|Ravelonandro, Michel - INRA, BORDEAUX, FRANCE|
Submitted to: International Symposium on the Biosafety of Genetically Modified Organisms
Publication Type: Abstract Only
Publication Acceptance Date: April 24, 2008
Publication Date: November 16, 2008
Citation: Ravelonandro, M., Scorza, R. 2008. HoneySweet: a hope for stone-fruit growers. International Symposium on the Biosafety of Genetically Modified Organisms. p. 49. Technical Abstract: Prunus species are among the important domesticated fruit crops, and they have been spread worldwide. Since its identification in the early 1900’s, Plum pox virus (PPV), one of the most damaging pathogens of stone fruit trees, has also been spreading worldwide, and the pace of its movement has accelerated. PPV or sharka disease has become endemic in extensive areas of stone fruit production including Central Europe, the Mediterranean Basin, and the Balkans. Limited areas of infection are found in Western Europe, and more recently, outbreaks have been reported in countries such as the USA, Canada, and many others. Efforts to combat PPV started 93 years ago, but due to the paucity of natural resistance, few resistant cultivars have been produced. Using transgenic technology, we identified the C5 plum clone named 'HoneySweet' which is highly resistant to PPV infection. Greenhouse experiments, phytopathological and molecular studies, and field tests have confirmed the stability and the durability of PPV resistance in this variety. No PPV strain has broken the genetically engineered resistance.
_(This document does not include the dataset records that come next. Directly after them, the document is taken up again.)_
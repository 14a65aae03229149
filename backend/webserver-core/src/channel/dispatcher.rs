//! Routing of inbound envelopes through the message-handler chain.

use crate::channel::connection::Connection;
use crate::channel::envelope::Envelope;
use crate::error::handler::HandlerError;
use crate::routing::chain::{HandlerChain, HandlerId};

use std::any::Any;
use std::panic::{AssertUnwindSafe, catch_unwind};
use std::sync::{Arc, PoisonError, RwLock};

use log::{debug, error, warn};
use serde_json::Value;

/// Capability: "can consume a message".
///
/// `Ok(true)` consumes the envelope and stops the chain; `Ok(false)` passes it
/// on. `Err` is logged and treated like `Ok(false)`.
pub trait MessageHandler: Send + Sync {
    fn handle(
        &self,
        connection: &Connection,
        address: &str,
        payload: &Value,
    ) -> Result<bool, HandlerError>;
}

impl<F> MessageHandler for F
where
    F: Fn(&Connection, &str, &Value) -> Result<bool, HandlerError> + Send + Sync,
{
    fn handle(
        &self,
        connection: &Connection,
        address: &str,
        payload: &Value,
    ) -> Result<bool, HandlerError> {
        self(connection, address, payload)
    }
}

/// What happened to one inbound frame.
#[derive(Debug, Clone, Copy, PartialEq, Eq)]
pub enum DispatchOutcome {
    /// Consumed by the handler at this position.
    Consumed { index: usize },
    /// Every handler passed (or failed); the frame is dropped.
    Unclaimed,
    /// Not a valid envelope; the frame is dropped.
    Malformed,
}

pub struct MessageDispatcher {
    handlers: RwLock<HandlerChain<dyn MessageHandler>>,
}

impl MessageDispatcher {
    pub fn new() -> Self {
        Self {
            handlers: RwLock::new(HandlerChain::new()),
        }
    }

    pub fn add(&self, handler: Arc<dyn MessageHandler>) -> HandlerId {
        self.handlers
            .write()
            .unwrap_or_else(PoisonError::into_inner)
            .push(handler)
    }

    pub fn add_fn<F>(&self, handler: F) -> HandlerId
    where
        F: Fn(&Connection, &str, &Value) -> Result<bool, HandlerError> + Send + Sync + 'static,
    {
        self.add(Arc::new(handler))
    }

    pub fn remove(&self, id: HandlerId) -> bool {
        self.handlers
            .write()
            .unwrap_or_else(PoisonError::into_inner)
            .remove(id)
    }

    pub fn len(&self) -> usize {
        self.handlers
            .read()
            .unwrap_or_else(PoisonError::into_inner)
            .len()
    }

    pub fn is_empty(&self) -> bool {
        self.len() == 0
    }

    /// Decode `text` and offer it to each handler in order.
    pub fn dispatch(&self, connection: &Connection, text: &str) -> DispatchOutcome {
        match Envelope::parse(text) {
            Ok(envelope) => self.dispatch_envelope(connection, &envelope),
            Err(e) => {
                warn!(
                    "Malformed message from {} dropped: {} (frame: {})",
                    connection.remote_addr(),
                    e,
                    text
                );
                DispatchOutcome::Malformed
            }
        }
    }

    pub fn dispatch_envelope(&self, connection: &Connection, envelope: &Envelope) -> DispatchOutcome {
        let handlers = self
            .handlers
            .read()
            .unwrap_or_else(PoisonError::into_inner)
            .snapshot();

        for (index, handler) in handlers.iter().enumerate() {
            let attempt = catch_unwind(AssertUnwindSafe(|| {
                handler.handle(connection, &envelope.address, &envelope.payload)
            }));

            match attempt {
                Ok(Ok(true)) => {
                    debug!(
                        "Message {} from {} consumed by handler {}",
                        envelope.address,
                        connection.id(),
                        index
                    );
                    return DispatchOutcome::Consumed { index };
                }
                Ok(Ok(false)) => {}
                Ok(Err(e)) => {
                    error!(
                        "Message handler {} failed on {}: {} (payload: {})",
                        index, envelope.address, e, envelope.payload
                    );
                }
                Err(panic) => {
                    error!(
                        "Message handler {} panicked on {}: {} (payload: {})",
                        index,
                        envelope.address,
                        panic_message(panic.as_ref()),
                        envelope.payload
                    );
                }
            }
        }

        debug!(
            "Message {} from {} not consumed by any of {} handlers",
            envelope.address,
            connection.id(),
            handlers.len()
        );
        DispatchOutcome::Unclaimed
    }
}

impl Default for MessageDispatcher {
    fn default() -> Self {
        Self::new()
    }
}

fn panic_message(panic: &(dyn Any + Send)) -> String {
    if let Some(message) = panic.downcast_ref::<&str>() {
        (*message).to_string()
    } else if let Some(message) = panic.downcast_ref::<String>() {
        message.clone()
    } else {
        "non-string panic payload".to_string()
    }
}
Reflecting upon the 10 years of field and laboratory research conducted on 'HoneySweet', we have found it to be: 1) an important tool to better understand the gene silencing (si-miRNA) resistance mechanism, 2) an important demonstration of the successful deployment of biotechnology against a quarantine pest, and 3) a safe and useful strategy for avoiding the use of pesticides to control natural aphid vectors of PPV. The deregulation of 'HoneySweet' in the USA by USDA/APHIS corroborates the utility of these findings. 'HoneySweet' is useful to plant pathologists particularly for studying the key factors involved in virus resistance in plants, and for fruit tree breeders and growers as an important genetic resource for PPV resistance.